Data for analysis Start Marker

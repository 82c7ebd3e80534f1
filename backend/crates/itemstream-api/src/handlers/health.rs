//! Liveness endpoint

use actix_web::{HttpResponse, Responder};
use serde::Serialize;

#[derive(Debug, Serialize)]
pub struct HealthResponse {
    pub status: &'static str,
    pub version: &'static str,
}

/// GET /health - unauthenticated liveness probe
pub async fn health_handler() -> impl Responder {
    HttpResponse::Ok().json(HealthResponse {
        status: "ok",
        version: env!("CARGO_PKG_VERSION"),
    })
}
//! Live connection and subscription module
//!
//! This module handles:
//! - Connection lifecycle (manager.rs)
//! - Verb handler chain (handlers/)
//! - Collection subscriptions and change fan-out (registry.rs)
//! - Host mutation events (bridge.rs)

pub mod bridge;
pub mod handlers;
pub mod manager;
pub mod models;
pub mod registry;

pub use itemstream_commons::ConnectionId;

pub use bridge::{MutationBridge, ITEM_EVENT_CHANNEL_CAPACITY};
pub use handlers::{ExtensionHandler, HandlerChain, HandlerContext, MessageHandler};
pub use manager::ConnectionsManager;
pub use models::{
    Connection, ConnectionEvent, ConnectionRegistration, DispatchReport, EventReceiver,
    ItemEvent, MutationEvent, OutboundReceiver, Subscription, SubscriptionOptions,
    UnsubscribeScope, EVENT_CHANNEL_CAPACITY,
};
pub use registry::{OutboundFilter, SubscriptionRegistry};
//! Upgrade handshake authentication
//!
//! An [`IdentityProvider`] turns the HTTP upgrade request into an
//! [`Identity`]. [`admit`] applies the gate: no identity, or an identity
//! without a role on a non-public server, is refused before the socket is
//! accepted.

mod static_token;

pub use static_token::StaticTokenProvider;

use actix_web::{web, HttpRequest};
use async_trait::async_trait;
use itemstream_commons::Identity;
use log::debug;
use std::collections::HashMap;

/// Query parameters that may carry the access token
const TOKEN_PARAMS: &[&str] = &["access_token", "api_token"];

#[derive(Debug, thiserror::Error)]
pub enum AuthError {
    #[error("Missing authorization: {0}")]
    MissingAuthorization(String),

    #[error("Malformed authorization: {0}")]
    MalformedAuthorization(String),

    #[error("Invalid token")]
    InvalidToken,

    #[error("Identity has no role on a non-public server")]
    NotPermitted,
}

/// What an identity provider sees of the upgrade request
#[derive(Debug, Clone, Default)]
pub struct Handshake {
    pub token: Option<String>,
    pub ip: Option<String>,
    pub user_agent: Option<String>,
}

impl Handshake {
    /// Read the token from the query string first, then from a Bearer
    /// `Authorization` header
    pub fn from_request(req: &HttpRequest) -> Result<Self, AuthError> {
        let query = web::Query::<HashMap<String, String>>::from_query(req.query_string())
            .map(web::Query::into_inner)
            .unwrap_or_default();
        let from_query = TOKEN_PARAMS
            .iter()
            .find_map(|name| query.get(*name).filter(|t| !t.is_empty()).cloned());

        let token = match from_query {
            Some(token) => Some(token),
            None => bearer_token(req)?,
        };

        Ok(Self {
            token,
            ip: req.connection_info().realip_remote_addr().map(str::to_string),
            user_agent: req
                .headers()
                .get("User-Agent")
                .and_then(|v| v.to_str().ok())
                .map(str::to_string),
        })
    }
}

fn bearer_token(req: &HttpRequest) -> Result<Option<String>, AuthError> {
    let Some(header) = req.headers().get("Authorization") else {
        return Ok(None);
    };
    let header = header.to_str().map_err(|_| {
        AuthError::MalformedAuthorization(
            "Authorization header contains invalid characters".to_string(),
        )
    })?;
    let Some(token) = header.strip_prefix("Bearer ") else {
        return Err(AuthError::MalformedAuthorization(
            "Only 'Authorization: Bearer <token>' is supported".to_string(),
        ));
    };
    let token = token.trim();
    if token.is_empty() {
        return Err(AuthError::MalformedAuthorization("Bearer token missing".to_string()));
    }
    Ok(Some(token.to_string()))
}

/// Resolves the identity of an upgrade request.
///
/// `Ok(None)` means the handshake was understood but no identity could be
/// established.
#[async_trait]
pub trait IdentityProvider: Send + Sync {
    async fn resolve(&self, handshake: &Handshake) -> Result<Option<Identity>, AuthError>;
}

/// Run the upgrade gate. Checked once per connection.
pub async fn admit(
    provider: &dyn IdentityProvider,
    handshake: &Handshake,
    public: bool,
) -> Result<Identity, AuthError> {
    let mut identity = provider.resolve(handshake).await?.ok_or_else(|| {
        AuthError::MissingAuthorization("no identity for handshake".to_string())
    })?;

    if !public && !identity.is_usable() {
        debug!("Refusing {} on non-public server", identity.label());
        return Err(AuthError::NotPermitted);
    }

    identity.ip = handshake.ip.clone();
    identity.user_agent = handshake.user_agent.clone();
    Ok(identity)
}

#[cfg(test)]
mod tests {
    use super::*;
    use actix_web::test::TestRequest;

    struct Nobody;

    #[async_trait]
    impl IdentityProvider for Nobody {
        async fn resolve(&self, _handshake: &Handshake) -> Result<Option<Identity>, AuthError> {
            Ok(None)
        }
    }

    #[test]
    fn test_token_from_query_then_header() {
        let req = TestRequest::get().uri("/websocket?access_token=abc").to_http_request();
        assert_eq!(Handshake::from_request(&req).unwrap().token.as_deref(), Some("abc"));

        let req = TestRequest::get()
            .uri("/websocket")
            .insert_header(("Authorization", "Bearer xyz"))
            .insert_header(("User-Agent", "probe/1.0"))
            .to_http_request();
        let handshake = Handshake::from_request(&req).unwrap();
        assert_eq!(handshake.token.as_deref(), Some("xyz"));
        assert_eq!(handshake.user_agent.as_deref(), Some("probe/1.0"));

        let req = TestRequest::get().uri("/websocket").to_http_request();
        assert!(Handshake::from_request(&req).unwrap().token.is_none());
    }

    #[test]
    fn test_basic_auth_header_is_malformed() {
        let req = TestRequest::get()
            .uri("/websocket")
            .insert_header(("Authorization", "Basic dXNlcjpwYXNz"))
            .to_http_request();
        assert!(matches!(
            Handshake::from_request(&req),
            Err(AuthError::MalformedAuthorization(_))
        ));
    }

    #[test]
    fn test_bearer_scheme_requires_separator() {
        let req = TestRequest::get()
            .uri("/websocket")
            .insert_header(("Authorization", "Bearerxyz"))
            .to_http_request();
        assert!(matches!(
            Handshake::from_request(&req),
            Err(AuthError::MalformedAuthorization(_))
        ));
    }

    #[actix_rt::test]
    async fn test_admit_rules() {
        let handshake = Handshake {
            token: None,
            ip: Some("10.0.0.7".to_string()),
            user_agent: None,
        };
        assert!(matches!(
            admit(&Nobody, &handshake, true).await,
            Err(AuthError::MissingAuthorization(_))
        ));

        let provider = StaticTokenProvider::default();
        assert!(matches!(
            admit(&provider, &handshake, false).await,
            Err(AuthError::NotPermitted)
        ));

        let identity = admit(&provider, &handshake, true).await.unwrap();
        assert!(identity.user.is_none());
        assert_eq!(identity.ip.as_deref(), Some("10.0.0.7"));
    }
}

Data for analysis End Marker
Data for analysis Start Marker

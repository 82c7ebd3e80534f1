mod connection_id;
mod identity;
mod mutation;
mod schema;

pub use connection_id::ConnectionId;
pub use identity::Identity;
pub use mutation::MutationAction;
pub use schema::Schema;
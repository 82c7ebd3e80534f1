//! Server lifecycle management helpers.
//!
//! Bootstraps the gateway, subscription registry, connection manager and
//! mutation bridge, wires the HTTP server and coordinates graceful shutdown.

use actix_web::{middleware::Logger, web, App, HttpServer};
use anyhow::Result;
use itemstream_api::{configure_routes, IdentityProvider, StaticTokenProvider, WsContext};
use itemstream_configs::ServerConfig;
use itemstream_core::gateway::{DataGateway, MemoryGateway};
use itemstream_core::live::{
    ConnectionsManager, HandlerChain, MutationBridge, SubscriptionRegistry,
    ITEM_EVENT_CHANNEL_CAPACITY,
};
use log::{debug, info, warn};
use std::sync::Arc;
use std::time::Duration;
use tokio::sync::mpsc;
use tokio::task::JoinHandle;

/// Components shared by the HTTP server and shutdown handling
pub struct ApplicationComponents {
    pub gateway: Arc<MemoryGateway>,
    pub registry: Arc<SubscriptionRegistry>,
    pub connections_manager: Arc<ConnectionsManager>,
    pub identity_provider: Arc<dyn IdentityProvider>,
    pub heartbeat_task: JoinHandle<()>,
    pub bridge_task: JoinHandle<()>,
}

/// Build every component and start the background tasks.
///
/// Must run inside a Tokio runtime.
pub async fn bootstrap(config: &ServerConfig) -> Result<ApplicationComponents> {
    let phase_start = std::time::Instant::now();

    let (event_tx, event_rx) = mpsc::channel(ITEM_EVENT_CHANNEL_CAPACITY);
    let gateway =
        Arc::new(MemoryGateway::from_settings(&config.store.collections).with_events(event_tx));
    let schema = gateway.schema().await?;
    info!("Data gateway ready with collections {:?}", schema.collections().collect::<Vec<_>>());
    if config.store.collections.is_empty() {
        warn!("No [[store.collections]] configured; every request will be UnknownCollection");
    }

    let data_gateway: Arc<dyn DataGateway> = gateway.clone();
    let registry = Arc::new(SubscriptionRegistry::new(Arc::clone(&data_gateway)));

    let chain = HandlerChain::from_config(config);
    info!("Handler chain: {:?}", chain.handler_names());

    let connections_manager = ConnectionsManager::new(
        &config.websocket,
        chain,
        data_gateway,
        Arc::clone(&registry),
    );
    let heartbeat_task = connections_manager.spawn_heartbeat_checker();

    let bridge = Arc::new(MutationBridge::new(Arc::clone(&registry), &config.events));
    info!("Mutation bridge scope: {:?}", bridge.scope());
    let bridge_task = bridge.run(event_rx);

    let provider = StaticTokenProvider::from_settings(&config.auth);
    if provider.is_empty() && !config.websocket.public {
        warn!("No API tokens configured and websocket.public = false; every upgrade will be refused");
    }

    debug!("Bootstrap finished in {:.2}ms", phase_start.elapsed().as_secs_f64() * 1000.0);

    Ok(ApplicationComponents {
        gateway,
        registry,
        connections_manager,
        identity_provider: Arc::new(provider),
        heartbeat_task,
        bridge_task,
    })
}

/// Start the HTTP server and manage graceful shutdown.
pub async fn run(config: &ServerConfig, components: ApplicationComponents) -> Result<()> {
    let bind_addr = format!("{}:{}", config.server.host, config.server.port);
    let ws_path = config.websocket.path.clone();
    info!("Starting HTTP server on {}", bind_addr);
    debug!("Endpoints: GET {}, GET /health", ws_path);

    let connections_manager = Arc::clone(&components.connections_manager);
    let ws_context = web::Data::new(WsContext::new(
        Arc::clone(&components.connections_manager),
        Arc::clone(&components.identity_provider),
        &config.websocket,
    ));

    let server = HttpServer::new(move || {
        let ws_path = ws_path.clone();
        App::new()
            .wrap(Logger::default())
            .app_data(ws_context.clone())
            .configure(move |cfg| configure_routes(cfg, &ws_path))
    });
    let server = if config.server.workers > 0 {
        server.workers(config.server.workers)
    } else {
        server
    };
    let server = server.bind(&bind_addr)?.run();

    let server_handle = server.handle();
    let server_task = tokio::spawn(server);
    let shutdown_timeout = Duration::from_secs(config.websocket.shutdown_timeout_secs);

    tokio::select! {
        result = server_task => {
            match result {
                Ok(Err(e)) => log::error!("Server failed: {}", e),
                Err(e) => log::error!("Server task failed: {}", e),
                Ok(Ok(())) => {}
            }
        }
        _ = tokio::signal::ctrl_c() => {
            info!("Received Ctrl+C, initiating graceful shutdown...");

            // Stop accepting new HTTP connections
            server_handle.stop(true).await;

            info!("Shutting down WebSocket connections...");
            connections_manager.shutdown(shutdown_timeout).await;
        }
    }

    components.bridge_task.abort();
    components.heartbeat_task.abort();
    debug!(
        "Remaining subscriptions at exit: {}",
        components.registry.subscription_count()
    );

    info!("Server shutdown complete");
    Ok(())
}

Data for analysis End Marker
Data for analysis Start Marker

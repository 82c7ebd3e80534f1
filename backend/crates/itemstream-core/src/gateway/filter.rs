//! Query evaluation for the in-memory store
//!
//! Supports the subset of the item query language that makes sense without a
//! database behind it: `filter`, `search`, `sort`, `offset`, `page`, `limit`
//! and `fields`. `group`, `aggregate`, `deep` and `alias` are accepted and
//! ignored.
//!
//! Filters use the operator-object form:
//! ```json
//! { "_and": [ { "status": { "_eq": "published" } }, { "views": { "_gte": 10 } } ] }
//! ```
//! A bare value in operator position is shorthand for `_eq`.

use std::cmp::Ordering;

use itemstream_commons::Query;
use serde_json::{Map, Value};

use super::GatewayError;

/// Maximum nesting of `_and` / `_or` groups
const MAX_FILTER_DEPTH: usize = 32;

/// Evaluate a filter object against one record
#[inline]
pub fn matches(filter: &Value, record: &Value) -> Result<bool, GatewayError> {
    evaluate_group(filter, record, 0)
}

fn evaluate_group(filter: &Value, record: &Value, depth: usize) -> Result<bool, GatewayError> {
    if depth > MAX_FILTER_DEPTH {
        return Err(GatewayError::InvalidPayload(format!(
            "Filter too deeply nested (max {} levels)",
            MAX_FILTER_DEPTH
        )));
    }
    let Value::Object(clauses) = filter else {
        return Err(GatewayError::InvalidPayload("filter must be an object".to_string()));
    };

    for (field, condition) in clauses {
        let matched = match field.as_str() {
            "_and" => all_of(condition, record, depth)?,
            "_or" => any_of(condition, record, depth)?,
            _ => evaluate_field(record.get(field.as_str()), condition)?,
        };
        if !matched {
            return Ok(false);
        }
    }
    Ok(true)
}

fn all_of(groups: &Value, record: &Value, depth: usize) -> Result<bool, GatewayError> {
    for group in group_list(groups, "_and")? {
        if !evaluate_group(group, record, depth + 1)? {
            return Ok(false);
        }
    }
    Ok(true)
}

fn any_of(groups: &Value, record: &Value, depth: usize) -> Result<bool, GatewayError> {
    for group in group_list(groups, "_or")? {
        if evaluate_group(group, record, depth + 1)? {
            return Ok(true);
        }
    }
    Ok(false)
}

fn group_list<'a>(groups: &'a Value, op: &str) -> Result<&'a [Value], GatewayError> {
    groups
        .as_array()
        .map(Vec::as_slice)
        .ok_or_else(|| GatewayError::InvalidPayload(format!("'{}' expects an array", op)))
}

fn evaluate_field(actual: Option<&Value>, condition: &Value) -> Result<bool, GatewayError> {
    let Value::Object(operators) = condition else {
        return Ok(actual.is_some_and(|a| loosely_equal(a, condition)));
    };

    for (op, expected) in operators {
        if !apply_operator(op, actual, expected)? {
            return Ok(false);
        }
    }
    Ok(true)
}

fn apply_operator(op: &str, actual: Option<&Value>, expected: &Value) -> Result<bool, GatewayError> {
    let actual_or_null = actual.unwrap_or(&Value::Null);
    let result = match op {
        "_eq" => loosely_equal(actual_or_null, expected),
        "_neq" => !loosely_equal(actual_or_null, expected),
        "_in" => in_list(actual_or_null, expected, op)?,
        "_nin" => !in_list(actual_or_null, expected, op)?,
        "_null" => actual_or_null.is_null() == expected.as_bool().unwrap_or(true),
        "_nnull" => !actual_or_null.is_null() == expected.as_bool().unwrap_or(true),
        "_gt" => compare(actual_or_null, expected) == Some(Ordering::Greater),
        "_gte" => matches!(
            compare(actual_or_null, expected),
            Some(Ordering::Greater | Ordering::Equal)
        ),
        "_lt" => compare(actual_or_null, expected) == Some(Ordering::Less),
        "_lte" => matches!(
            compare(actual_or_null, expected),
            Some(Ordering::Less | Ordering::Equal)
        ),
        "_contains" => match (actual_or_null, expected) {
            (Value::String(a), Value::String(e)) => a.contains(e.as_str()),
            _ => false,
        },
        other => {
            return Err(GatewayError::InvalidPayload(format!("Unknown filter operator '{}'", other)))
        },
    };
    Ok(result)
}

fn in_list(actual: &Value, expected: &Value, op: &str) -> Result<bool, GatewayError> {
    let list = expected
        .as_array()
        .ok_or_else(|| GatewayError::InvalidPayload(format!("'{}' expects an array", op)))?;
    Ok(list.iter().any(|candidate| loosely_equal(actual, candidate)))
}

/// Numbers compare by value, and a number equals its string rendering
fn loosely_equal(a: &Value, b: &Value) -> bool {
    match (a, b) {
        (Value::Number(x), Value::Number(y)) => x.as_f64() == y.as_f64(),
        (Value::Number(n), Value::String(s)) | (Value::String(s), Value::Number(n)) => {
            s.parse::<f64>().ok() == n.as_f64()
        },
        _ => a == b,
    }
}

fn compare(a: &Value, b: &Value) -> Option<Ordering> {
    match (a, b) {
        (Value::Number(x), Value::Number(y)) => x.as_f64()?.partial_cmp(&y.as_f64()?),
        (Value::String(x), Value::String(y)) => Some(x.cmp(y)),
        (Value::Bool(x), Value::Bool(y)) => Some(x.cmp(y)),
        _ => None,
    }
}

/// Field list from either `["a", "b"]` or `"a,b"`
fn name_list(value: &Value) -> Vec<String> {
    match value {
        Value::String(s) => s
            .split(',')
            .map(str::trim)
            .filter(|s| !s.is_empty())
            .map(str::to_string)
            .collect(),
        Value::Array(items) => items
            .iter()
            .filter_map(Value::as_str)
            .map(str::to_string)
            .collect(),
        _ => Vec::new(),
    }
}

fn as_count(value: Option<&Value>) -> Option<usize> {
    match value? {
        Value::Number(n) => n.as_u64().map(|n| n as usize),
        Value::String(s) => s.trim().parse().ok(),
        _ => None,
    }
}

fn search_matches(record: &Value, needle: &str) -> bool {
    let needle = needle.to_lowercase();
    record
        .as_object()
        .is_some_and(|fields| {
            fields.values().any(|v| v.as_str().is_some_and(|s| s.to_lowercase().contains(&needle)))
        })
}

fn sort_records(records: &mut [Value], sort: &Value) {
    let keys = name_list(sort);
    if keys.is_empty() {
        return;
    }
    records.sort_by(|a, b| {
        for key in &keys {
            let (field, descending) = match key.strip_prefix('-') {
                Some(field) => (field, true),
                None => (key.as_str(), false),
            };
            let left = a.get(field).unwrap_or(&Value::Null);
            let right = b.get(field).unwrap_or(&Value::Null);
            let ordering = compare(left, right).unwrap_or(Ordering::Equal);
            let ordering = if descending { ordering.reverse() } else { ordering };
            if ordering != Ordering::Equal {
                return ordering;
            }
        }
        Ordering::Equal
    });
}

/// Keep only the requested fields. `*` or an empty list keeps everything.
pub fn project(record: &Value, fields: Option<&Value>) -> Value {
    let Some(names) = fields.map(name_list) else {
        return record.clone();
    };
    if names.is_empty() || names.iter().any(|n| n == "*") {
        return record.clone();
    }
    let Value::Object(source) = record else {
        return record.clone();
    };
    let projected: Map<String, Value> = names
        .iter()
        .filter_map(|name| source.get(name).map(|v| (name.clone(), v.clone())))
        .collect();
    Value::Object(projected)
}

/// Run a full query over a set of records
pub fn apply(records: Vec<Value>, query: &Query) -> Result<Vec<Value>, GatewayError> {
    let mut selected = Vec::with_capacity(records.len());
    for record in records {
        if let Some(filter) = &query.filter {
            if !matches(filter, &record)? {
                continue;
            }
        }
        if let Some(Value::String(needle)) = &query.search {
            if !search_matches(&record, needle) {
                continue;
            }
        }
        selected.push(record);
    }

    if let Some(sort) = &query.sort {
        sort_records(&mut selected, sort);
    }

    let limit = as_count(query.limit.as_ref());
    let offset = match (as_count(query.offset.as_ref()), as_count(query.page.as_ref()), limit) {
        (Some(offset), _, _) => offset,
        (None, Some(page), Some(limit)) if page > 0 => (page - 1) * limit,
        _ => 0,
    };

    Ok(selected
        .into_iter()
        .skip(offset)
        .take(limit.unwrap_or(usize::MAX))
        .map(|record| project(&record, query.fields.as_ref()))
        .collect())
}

Data for analysis End Marker

Work order
Read the entries and pick out all lines that include the word "probe".

Result below
/// GET /health - unauthenticated liveness probe
            .insert_header(("User-Agent", "probe/1.0"))
        assert_eq!(handshake.user_agent.as_deref(), Some("probe/1.0"));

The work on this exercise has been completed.